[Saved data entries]
//! Data export routes.

use axum::{Json, Router, extract::State, http::StatusCode, response::IntoResponse, routing::get};
use chrono::Utc;

use hearth_core::export::ExportService;

use crate::AppState;

/// Creates the export routes.
pub fn routes() -> Router<AppState> {
    Router::new().route("/export", get(export_records))
}

/// GET `/export` - One-way JSON dump of the record collections.
///
/// Lossless for the four record collections; connected-account credentials
/// are redacted to a fixed placeholder.
async fn export_records(State(state): State<AppState>) -> impl IntoResponse {
    let records = state.records.read().await;
    let document = ExportService::export(&records, Utc::now());
    (StatusCode::OK, Json(document))
}
//! Application-wide error types.

use thiserror::Error;

/// Result type alias using `AppError`.
pub type AppResult<T> = Result<T, AppError>;

/// Application error types.
#[derive(Debug, Error)]
pub enum AppError {
    /// Resource not found.
    #[error("Not found: {0}")]
    NotFound(String),

    /// Validation error.
    #[error("Validation error: {0}")]
    Validation(String),

    /// Business rule violation.
    #[error("Business rule violation: {0}")]
    BusinessRule(String),

    /// Snapshot storage error.
    #[error("Storage error: {0}")]
    Storage(String),

    /// External service error.
    #[error("External service error: {0}")]
    ExternalService(String),

    /// Internal server error.
    #[error("Internal error: {0}")]
    Internal(String),
}

impl AppError {
    /// Returns the HTTP status code for this error.
    #[must_use]
    pub const fn status_code(&self) -> u16 {
        match self {
            Self::NotFound(_) => 404,
            Self::Validation(_) => 400,
            Self::BusinessRule(_) => 422,
            Self::Storage(_) | Self::ExternalService(_) | Self::Internal(_) => 500,
        }
    }

    /// Returns the error code for API responses.
    #[must_use]
    pub const fn error_code(&self) -> &'static str {
        match self {
            Self::NotFound(_) => "NOT_FOUND",
            Self::Validation(_) => "VALIDATION_ERROR",
            Self::BusinessRule(_) => "BUSINESS_RULE_VIOLATION",
            Self::Storage(_) => "STORAGE_ERROR",
            Self::ExternalService(_) => "EXTERNAL_SERVICE_ERROR",
            Self::Internal(_) => "INTERNAL_ERROR",
        }
    }
}

#[cfg(test)]
mod tests {
    use super::*;

    #[test]
    fn test_error_status_codes() {
        assert_eq!(AppError::NotFound(String::new()).status_code(), 404);
        assert_eq!(AppError::Validation(String::new()).status_code(), 400);
        assert_eq!(AppError::BusinessRule(String::new()).status_code(), 422);
        assert_eq!(AppError::Storage(String::new()).status_code(), 500);
        assert_eq!(AppError::ExternalService(String::new()).status_code(), 500);
        assert_eq!(AppError::Internal(String::new()).status_code(), 500);
    }

    #[test]
    fn test_error_codes() {
        assert_eq!(AppError::NotFound(String::new()).error_code(), "NOT_FOUND");
        assert_eq!(
            AppError::Validation(String::new()).error_code(),
            "VALIDATION_ERROR"
        );
        assert_eq!(
            AppError::BusinessRule(String::new()).error_code(),
            "BUSINESS_RULE_VIOLATION"
        );
        assert_eq!(AppError::Storage(String::new()).error_code(), "STORAGE_ERROR");
        assert_eq!(
            AppError::ExternalService(String::new()).error_code(),
            "EXTERNAL_SERVICE_ERROR"
        );
        assert_eq!(
            AppError::Internal(String::new()).error_code(),
            "INTERNAL_ERROR"
        );
    }

    #[test]
    fn test_error_display() {
        assert_eq!(
            AppError::NotFound("msg".into()).to_string(),
            "Not found: msg"
        );
        assert_eq!(
            AppError::Validation("msg".into()).to_string(),
            "Validation error: msg"
        );
        assert_eq!(
            AppError::ExternalService("msg".into()).to_string(),
            "External service error: msg"
        );
    }
}
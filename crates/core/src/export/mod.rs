//! Redacted data export.

pub mod service;
pub mod types;

pub use service::ExportService;
pub use types::{EXPORT_VERSION, ExportDocument, ImportedRecords};
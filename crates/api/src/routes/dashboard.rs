//! Dashboard routes.

use axum::{
    Json, Router,
    extract::State,
    http::StatusCode,
    response::IntoResponse,
    routing::{get, put},
};
use rust_decimal::Decimal;
use serde::Serialize;
use serde_json::json;

use hearth_core::aggregate::AggregateService;
use hearth_core::insight::InsightService;
use hearth_core::records::{JobExitSettings, Transaction};

use crate::AppState;

/// Number of transactions shown on the dashboard.
const RECENT_TRANSACTION_LIMIT: usize = 10;

/// Creates the dashboard routes.
pub fn routes() -> Router<AppState> {
    Router::new()
        .route("/dashboard", get(get_dashboard))
        .route("/settings/job-exit", put(put_job_exit))
}

// ============================================================================
// Response Types
// ============================================================================

/// Dashboard overview response.
#[derive(Debug, Serialize)]
pub struct DashboardResponse {
    /// Monthly cash-flow totals.
    pub summary: SummaryResponse,
    /// Income-share percentages per bucket.
    pub allocation: AllocationResponse,
    /// Budget breakdown by bucket.
    pub breakdown: BreakdownResponse,
    /// Suggested surplus split.
    pub surplus_split: SurplusSplitResponse,
    /// Financial health score.
    pub health_score: HealthScoreResponse,
    /// Job-exit readiness.
    pub job_exit: JobExitResponse,
    /// Most recent ingested transactions.
    pub recent_transactions: Vec<TransactionResponse>,
}

/// Cash-flow summary response.
#[derive(Debug, Serialize)]
pub struct SummaryResponse {
    /// Total monthly income.
    pub total_income: String,
    /// Total monthly expenses.
    pub total_expenses: String,
    /// Total monthly investment contributions.
    pub total_investments: String,
    /// Total monthly debt payments.
    pub total_debt_payments: String,
    /// Monthly surplus.
    pub available_for_spending: String,
    /// Total linked account balance.
    pub total_account_balance: String,
    /// Linked balances minus debt balances.
    pub net_worth: String,
}

/// Allocation response.
#[derive(Debug, Serialize)]
pub struct AllocationResponse {
    /// Expenses as a share of income.
    pub expenses_percent: String,
    /// Investments as a share of income.
    pub investments_percent: String,
    /// Flexible spending as a share of income.
    pub flexible_percent: String,
}

/// Budget breakdown response.
#[derive(Debug, Serialize)]
pub struct BreakdownResponse {
    /// Essential (non-debt) expenses.
    pub essential_expenses: String,
    /// Debt payments.
    pub debt_payments: String,
    /// Investments.
    pub investments: String,
    /// Flexible spending.
    pub flexible: String,
}

/// Surplus split response.
#[derive(Debug, Serialize)]
pub struct SurplusSplitResponse {
    /// Suggested emergency-fund contribution.
    pub emergency_fund: String,
    /// Suggested extra debt payment.
    pub extra_debt_payment: String,
    /// Suggested discretionary amount.
    pub flexible: String,
}

/// Health score response.
#[derive(Debug, Serialize)]
pub struct HealthScoreResponse {
    /// Expense-ratio points (max 30).
    pub expense_ratio_points: u32,
    /// Emergency-fund points (max 25).
    pub emergency_fund_points: u32,
    /// Investment-rate points (max 20).
    pub investment_rate_points: u32,
    /// Debt-to-income points (max 25).
    pub debt_load_points: u32,
    /// Total score in [0, 100].
    pub total: u32,
}

/// Job-exit readiness response.
#[derive(Debug, Serialize)]
pub struct JobExitResponse {
    /// Emergency fund target.
    pub emergency_fund_needed: String,
    /// Estimated current emergency fund.
    pub current_emergency_fund: String,
    /// Fund progress percentage.
    pub emergency_fund_progress_percent: String,
    /// Months until the fund target at the current surplus, when
    /// determinate.
    pub months_to_full_emergency_fund: Option<u32>,
    /// Side-income progress percentage.
    pub side_income_progress_percent: String,
    /// Account-balance progress percentage.
    pub account_balance_progress_percent: String,
    /// Weighted overall readiness percentage.
    pub overall_percent: String,
}

/// Transaction response.
#[derive(Debug, Serialize)]
pub struct TransactionResponse {
    /// Transaction id.
    pub id: String,
    /// Amount, positive for inflows.
    pub amount: String,
    /// Transaction date.
    pub date: String,
    /// Merchant or transaction name.
    pub name: String,
    /// Primary category.
    pub category: Option<String>,
}

// ============================================================================
// Helper Functions
// ============================================================================

/// Formats a Decimal as a string with 2 decimal places.
fn format_money(amount: Decimal) -> String {
    format!("{:.2}", amount.round_dp(2))
}

/// Formats a Decimal as a string with 1 decimal place.
fn format_percent(amount: Decimal) -> String {
    format!("{:.1}", amount.round_dp(1))
}

fn transaction_response(transaction: &Transaction) -> TransactionResponse {
    TransactionResponse {
        id: transaction.id.clone(),
        amount: format_money(transaction.amount),
        date: transaction.date.to_string(),
        name: transaction.name.clone(),
        category: transaction.category.clone(),
    }
}

// ============================================================================
// Route Handlers
// ============================================================================

/// GET `/dashboard` - Full dashboard overview.
async fn get_dashboard(State(state): State<AppState>) -> impl IntoResponse {
    let records = state.records.read().await;

    let summary = AggregateService::summarize(&records);
    let allocation = AggregateService::allocation(&summary);
    let breakdown = AggregateService::breakdown(&records);
    let split = AggregateService::surplus_split(summary.available_for_spending);

    let settings = records.job_exit();
    let readiness = InsightService::job_exit_readiness(&settings, &summary);
    let score =
        InsightService::health_score(&summary, readiness.emergency_fund_progress_percent);

    let mut recent: Vec<&Transaction> = records.transactions().iter().collect();
    recent.sort_by(|a, b| b.date.cmp(&a.date));
    let recent_transactions = recent
        .into_iter()
        .take(RECENT_TRANSACTION_LIMIT)
        .map(transaction_response)
        .collect();

    let response = DashboardResponse {
        summary: SummaryResponse {
            total_income: format_money(summary.total_income),
            total_expenses: format_money(summary.total_expenses),
            total_investments: format_money(summary.total_investments),
            total_debt_payments: format_money(summary.total_debt_payments),
            available_for_spending: format_money(summary.available_for_spending),
            total_account_balance: format_money(summary.total_account_balance),
            net_worth: format_money(summary.net_worth),
        },
        allocation: AllocationResponse {
            expenses_percent: format_percent(allocation.expenses_percent),
            investments_percent: format_percent(allocation.investments_percent),
            flexible_percent: format_percent(allocation.flexible_percent),
        },
        breakdown: BreakdownResponse {
            essential_expenses: format_money(breakdown.essential_expenses),
            debt_payments: format_money(breakdown.debt_payments),
            investments: format_money(breakdown.investments),
            flexible: format_money(breakdown.flexible),
        },
        surplus_split: SurplusSplitResponse {
            emergency_fund: format_money(split.emergency_fund),
            extra_debt_payment: format_money(split.extra_debt_payment),
            flexible: format_money(split.flexible),
        },
        health_score: HealthScoreResponse {
            expense_ratio_points: score.expense_ratio_points,
            emergency_fund_points: score.emergency_fund_points,
            investment_rate_points: score.investment_rate_points,
            debt_load_points: score.debt_load_points,
            total: score.total,
        },
        job_exit: JobExitResponse {
            emergency_fund_needed: format_money(readiness.emergency_fund_needed),
            current_emergency_fund: format_money(readiness.current_emergency_fund),
            emergency_fund_progress_percent: format_percent(
                readiness.emergency_fund_progress_percent,
            ),
            months_to_full_emergency_fund: readiness.months_to_full_emergency_fund,
            side_income_progress_percent: format_percent(readiness.side_income_progress_percent),
            account_balance_progress_percent: format_percent(
                readiness.account_balance_progress_percent,
            ),
            overall_percent: format_percent(readiness.overall_percent),
        },
        recent_transactions,
    };

    (StatusCode::OK, Json(response))
}

/// PUT `/settings/job-exit` - Replace the job-exit settings.
async fn put_job_exit(
    State(state): State<AppState>,
    Json(settings): Json<JobExitSettings>,
) -> impl IntoResponse {
    {
        let mut records = state.records.write().await;
        records.set_job_exit(settings);
    }
    let persisted = state.persist().await;
    (StatusCode::OK, Json(json!({ "persisted": persisted })))
}

#[cfg(test)]
mod tests {
    use super::*;
    use rust_decimal_macros::dec;

    #[test]
    fn test_format_money_two_places() {
        assert_eq!(format_money(dec!(6013.04)), "6013.04");
        assert_eq!(format_money(dec!(5000)), "5000.00");
        assert_eq!(format_money(dec!(-686.956)), "-686.96");
    }

    #[test]
    fn test_format_percent_one_place() {
        assert_eq!(format_percent(dec!(61.9648)), "62.0");
        assert_eq!(format_percent(dec!(0)), "0.0");
    }
}
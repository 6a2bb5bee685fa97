//! Amortization error types.

use rust_decimal::Decimal;
use thiserror::Error;

/// Errors raised by payoff calculations.
///
/// Both variants replace what would otherwise surface as a non-finite number
/// downstream; callers must treat them as distinct outcomes, not values.
#[derive(Debug, Error, PartialEq, Eq)]
pub enum AmortizationError {
    /// Payment is zero or negative (or the rate is negative), so no payoff
    /// time exists.
    #[error("Payment must be positive to amortize a balance")]
    IndeterminatePayoff,

    /// The payment does not cover the interest accruing each month; the
    /// balance never pays off.
    #[error("Monthly payment {payment} does not cover interest accruing on balance {balance}")]
    PaymentTooLow {
        /// Outstanding balance.
        balance: Decimal,
        /// Monthly payment.
        payment: Decimal,
    },
}
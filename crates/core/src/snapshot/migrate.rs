//! Snapshot format migration.
//!
//! Version 0 is the unversioned document written by the browser-based
//! predecessor: camelCase field names, no version tag, no job-exit
//! settings. Only the four record collections survive migration; linked
//! account data is re-synced from the relay after restore.

use chrono::{DateTime, Utc};
use rust_decimal::Decimal;
use serde::Deserialize;
use serde_json::Value;

use crate::records::{Debt, Expense, IncomeStream, Investment, seed};

use super::error::SnapshotError;
use super::types::{SNAPSHOT_VERSION, SnapshotDocument};

/// Legacy debt shape (camelCase field names).
#[derive(Debug, Deserialize)]
#[serde(rename_all = "camelCase")]
struct LegacyDebt {
    name: String,
    balance: Decimal,
    payment: Decimal,
    interest_rate: Decimal,
    #[serde(default)]
    min_payment: Option<Decimal>,
}

/// Legacy unversioned document.
#[derive(Debug, Deserialize)]
#[serde(rename_all = "camelCase")]
struct LegacySnapshot {
    #[serde(default)]
    income_streams: Vec<IncomeStream>,
    #[serde(default)]
    expenses: Vec<Expense>,
    #[serde(default)]
    investments: Vec<Investment>,
    #[serde(default)]
    debts: Vec<LegacyDebt>,
}

/// Parses a raw snapshot document, lifting the legacy shape to the current
/// version.
///
/// # Errors
///
/// - `Malformed` when the document does not parse as either shape.
/// - `UnsupportedVersion` for a version tag from a newer build.
pub fn migrate(value: Value, now: DateTime<Utc>) -> Result<SnapshotDocument, SnapshotError> {
    let version = value.get("version").and_then(Value::as_u64);
    match version {
        None if value.get("version").is_none() => lift_legacy(value, now),
        Some(v) if v == u64::from(SNAPSHOT_VERSION) => Ok(serde_json::from_value(value)?),
        Some(v) => Err(SnapshotError::UnsupportedVersion(v)),
        // A version tag that is not an integer falls through to the strict
        // parser, which reports it as malformed.
        None => Ok(serde_json::from_value(value)?),
    }
}

fn lift_legacy(value: Value, now: DateTime<Utc>) -> Result<SnapshotDocument, SnapshotError> {
    let legacy: LegacySnapshot = serde_json::from_value(value)?;

    let debts = legacy
        .debts
        .into_iter()
        .map(|debt| Debt {
            min_payment: debt.min_payment.unwrap_or(debt.payment),
            name: debt.name,
            balance: debt.balance,
            payment: debt.payment,
            interest_rate: debt.interest_rate,
        })
        .collect();

    Ok(SnapshotDocument {
        version: SNAPSHOT_VERSION,
        saved_at: now,
        income_streams: legacy.income_streams,
        expenses: legacy.expenses,
        investments: legacy.investments,
        debts,
        connected_accounts: Vec::new(),
        account_balances: std::collections::HashMap::new(),
        transactions: Vec::new(),
        job_exit: seed::default_job_exit_settings(),
    })
}

#[cfg(test)]
mod tests {
    use super::*;
    use rust_decimal_macros::dec;
    use serde_json::json;

    #[test]
    fn test_migrate_current_version_parses_directly() {
        let document = SnapshotDocument::seeded(Utc::now());
        let value = serde_json::to_value(&document).unwrap();

        let migrated = migrate(value, Utc::now()).unwrap();
        assert_eq!(migrated.version, SNAPSHOT_VERSION);
        assert_eq!(migrated.expenses.len(), 15);
    }

    #[test]
    fn test_migrate_lifts_legacy_camel_case_document() {
        let value = json!({
            "incomeStreams": [
                { "name": "Salary", "amount": "14302.76", "frequency": "monthly", "date": "10th & 26th" }
            ],
            "expenses": [
                { "category": "Internet", "amount": "110", "priority": 1 }
            ],
            "investments": [],
            "debts": [
                { "name": "RV Loan", "balance": "18000", "payment": "274", "interestRate": "6.5" }
            ]
        });

        let migrated = migrate(value, Utc::now()).unwrap();

        assert_eq!(migrated.version, SNAPSHOT_VERSION);
        assert_eq!(migrated.income_streams.len(), 1);
        assert_eq!(migrated.debts[0].interest_rate, dec!(6.5));
        // A missing minimum payment defaults to the current payment.
        assert_eq!(migrated.debts[0].min_payment, dec!(274));
        // Linked-account data does not survive migration.
        assert!(migrated.connected_accounts.is_empty());
        assert_eq!(migrated.job_exit.target_emergency_fund_months, 6);
    }

    #[test]
    fn test_migrate_rejects_newer_version() {
        let value = json!({ "version": 2 });
        assert!(matches!(
            migrate(value, Utc::now()),
            Err(SnapshotError::UnsupportedVersion(2))
        ));
    }

    #[test]
    fn test_migrate_rejects_garbage() {
        let value = json!({ "incomeStreams": "not-a-list" });
        assert!(matches!(
            migrate(value, Utc::now()),
            Err(SnapshotError::Malformed(_))
        ));
    }
}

Aim of the task: What lines above contain "readiness"? Copy them out.

Task output:
    /// Job-exit readiness.
/// Job-exit readiness response.
    /// Weighted overall readiness percentage.
    let readiness = InsightService::job_exit_readiness(&settings, &summary);
        InsightService::health_score(&summary, readiness.emergency_fund_progress_percent);
            emergency_fund_needed: format_money(readiness.emergency_fund_needed),
            current_emergency_fund: format_money(readiness.current_emergency_fund),
                readiness.emergency_fund_progress_percent,
            months_to_full_emergency_fund: readiness.months_to_full_emergency_fund,
            side_income_progress_percent: format_percent(readiness.side_income_progress_percent),
                readiness.account_balance_progress_percent,
            overall_percent: format_percent(readiness.overall_percent),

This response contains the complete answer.